Permítaseme una vez más volver a ejemplificar con la
narrativa: es equivalente al «Colorín, colorado, este
cuento ya se ha acabado» o cualquier otra fórmula.
Estos dos
elementos juegan, como en una balanza de dos platillos, un delicado
equilibrio. Los elementos orientadores son aquellos que nos
conducen a la respuesta, los que suelen ir aproximándonos
por vía semántica a la respuesta. Los distractores,
elementos fundamentales de las adivinanzas, son los que evitan la
inmediatez de la respuesta, que la ocultan, la ponen a cobijo. Por
esto generalmente estos elementos son metáforas. Y lo son
porque, como dijéramos más arriba, las adivinanzas
son juegos de palabras y hay un cierto monto de desafío, de
reto, de incitación a acertar. Sin distractores no hay reto.
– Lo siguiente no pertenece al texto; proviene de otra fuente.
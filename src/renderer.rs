// src/renderer.rs
use eframe::egui::emath::Rot2;
use eframe::egui::epaint::TextShape;
use eframe::egui::{self, Color32, Pos2, Rect, Shape, Stroke, TextureHandle, TextureOptions};

use crate::drag::Sticker;
use crate::overlay::Overlay;

const STICKER_FILL: Color32 = Color32::from_rgb(0xff, 0xea, 0xa7);
const STICKER_GRABBED_FILL: Color32 = Color32::from_rgb(0xff, 0xdd, 0x7a);
const STICKER_OUTLINE: Color32 = Color32::from_rgb(0x33, 0x33, 0x33);
const STICKER_ROUNDING: f32 = 8.0;

/// Paints the overlay layers: ink, then stickers, then the trail on top.
pub struct Renderer {
    ctx: egui::Context,
    ink_texture: Option<TextureHandle>,
    /// Ink surface version the texture was last uploaded from
    uploaded_version: Option<u64>,
}

impl Renderer {
    /// Creates a new renderer bound to the app's egui context
    pub fn new(cc: &eframe::CreationContext<'_>) -> Self {
        Self::with_context(cc.egui_ctx.clone())
    }

    pub fn with_context(ctx: egui::Context) -> Self {
        Self {
            ctx,
            ink_texture: None,
            uploaded_version: None,
        }
    }

    /// Renders the current frame
    ///
    /// Args:
    ///     painter (egui::Painter): Background-layer painter covering the viewport
    ///     overlay (Overlay): The state to draw
    pub fn render(&mut self, painter: &egui::Painter, overlay: &mut Overlay) {
        let rect = painter.clip_rect();
        painter.rect_filled(rect, 0.0, self.ctx.style().visuals.panel_fill);

        self.paint_ink(painter, overlay);
        self.paint_stickers(painter, overlay);
        overlay.trail_surface().paint(painter);
    }

    fn paint_ink(&mut self, painter: &egui::Painter, overlay: &Overlay) {
        let surface = overlay.ink().surface();
        let [w, h] = surface.image().size;
        if w == 0 || h == 0 {
            return;
        }

        if self.uploaded_version != Some(surface.version()) {
            let image = surface.image().clone();
            match &mut self.ink_texture {
                Some(texture) => texture.set(image, TextureOptions::LINEAR),
                None => {
                    self.ink_texture =
                        Some(self.ctx.load_texture("ink_layer", image, TextureOptions::LINEAR));
                }
            }
            self.uploaded_version = Some(surface.version());
        }

        if let Some(texture) = &self.ink_texture {
            let rect = Rect::from_min_size(Pos2::ZERO, egui::vec2(w as f32, h as f32));
            let uv = Rect::from_min_max(Pos2::ZERO, egui::pos2(1.0, 1.0));
            painter.image(texture.id(), rect, uv, Color32::WHITE);
        }
    }

    fn paint_stickers(&mut self, painter: &egui::Painter, overlay: &mut Overlay) {
        let hover = self.ctx.pointer_hover_pos();

        for sticker in overlay.board().stickers() {
            let grabbed = overlay.board().is_dragging(sticker.id());
            paint_sticker(painter, sticker, grabbed);
        }

        let hovered_rect = hover.and_then(|pos| overlay.board().hit_test(pos)).map(Sticker::rect);
        if let Some(rect) = hovered_rect {
            overlay.effects_mut().tilt.hover(rect, hover);
        }

        let cursor_source = overlay
            .board()
            .stickers()
            .find(|s| overlay.board().is_dragging(s.id()))
            .or_else(|| hover.and_then(|pos| overlay.board().hit_test(pos)));
        if let Some(sticker) = cursor_source {
            self.ctx.set_cursor_icon(sticker.cursor());
        }
    }
}

fn paint_sticker(painter: &egui::Painter, sticker: &Sticker, grabbed: bool) {
    let transform = sticker.transform();
    let fill = if grabbed { STICKER_GRABBED_FILL } else { STICKER_FILL };
    let outline = Stroke::new(2.0, STICKER_OUTLINE);

    if transform.rotation == 0.0 {
        painter.rect(sticker.rect(), STICKER_ROUNDING, fill, outline);
    } else {
        painter.add(Shape::convex_polygon(sticker.corners().to_vec(), fill, outline));
    }

    let galley = painter.layout_no_wrap(
        sticker.label().to_owned(),
        egui::FontId::proportional(18.0 * transform.scale),
        STICKER_OUTLINE,
    );
    // Text rotates around its top left corner; offset it so the label stays centered
    let half = galley.size() / 2.0;
    let top_left = sticker.rect().center() - Rot2::from_angle(transform.rotation) * half;
    painter.add(TextShape::new(top_left, galley, STICKER_OUTLINE).with_angle(transform.rotation));
}

#[cfg(test)]
mod tests {
    use super::*;
    use crate::config::OverlayConfig;
    use crate::input::{InputEvent, PointerSource};

    fn painter(ctx: &egui::Context) -> egui::Painter {
        let rect = Rect::from_min_size(Pos2::ZERO, egui::vec2(200.0, 200.0));
        egui::Painter::new(ctx.clone(), egui::LayerId::background(), rect)
    }

    #[test]
    fn test_render_uploads_ink_once_per_change() {
        let ctx = egui::Context::default();
        let mut renderer = Renderer::with_context(ctx.clone());
        let mut overlay = Overlay::from_config(OverlayConfig::default()).unwrap();
        overlay.on_viewport(egui::vec2(200.0, 200.0));

        let _ = ctx.run(egui::RawInput::default(), |ctx| {
            let painter = painter(ctx);
            renderer.render(&painter, &mut overlay);
            let first = renderer.uploaded_version;
            assert!(first.is_some());

            renderer.render(&painter, &mut overlay);
            assert_eq!(renderer.uploaded_version, first);

            overlay.handle_event(&InputEvent::PointerDown(PointerSource::Mouse(egui::pos2(5.0, 5.0))));
            renderer.render(&painter, &mut overlay);
            assert_ne!(renderer.uploaded_version, first);
        });
    }

    #[test]
    fn test_render_skips_unsized_ink() {
        let ctx = egui::Context::default();
        let mut renderer = Renderer::with_context(ctx.clone());
        let mut overlay = Overlay::from_config(OverlayConfig::default()).unwrap();

        let _ = ctx.run(egui::RawInput::default(), |ctx| {
            renderer.render(&painter(ctx), &mut overlay);
        });
        assert!(renderer.ink_texture.is_none());
    }

    #[test]
    fn test_render_rotated_stickers() {
        let ctx = egui::Context::default();
        let mut renderer = Renderer::with_context(ctx.clone());
        let mut config = OverlayConfig::default();
        config.stickers = vec![
            crate::config::StickerConfig::new("flat", egui::pos2(10.0, 10.0)),
            crate::config::StickerConfig::new("tilted", egui::pos2(60.0, 100.0)).with_rotation(15.0),
        ];
        let mut overlay = Overlay::from_config(config).unwrap();
        overlay.on_viewport(egui::vec2(200.0, 200.0));

        let _ = ctx.run(egui::RawInput::default(), |ctx| {
            renderer.render(&painter(ctx), &mut overlay);
        });
        let tilted = overlay.board().stickers().nth(1).unwrap();
        assert!(tilted.transform().rotation > 0.0);
    }
}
Si una adivinanza careciera de distractores sería un simple
enunciado, directo, evidente. Si una adivinanza careciera de
orientadores sería críptica, accesible sólo
para expertos en la materia sobre la que versa la respuesta.
Otros elementos menos
frecuentes
Como se
señalara más arriba, la transmisión oral hace
que esos textos carezcan de la estabilidad de lo escrito.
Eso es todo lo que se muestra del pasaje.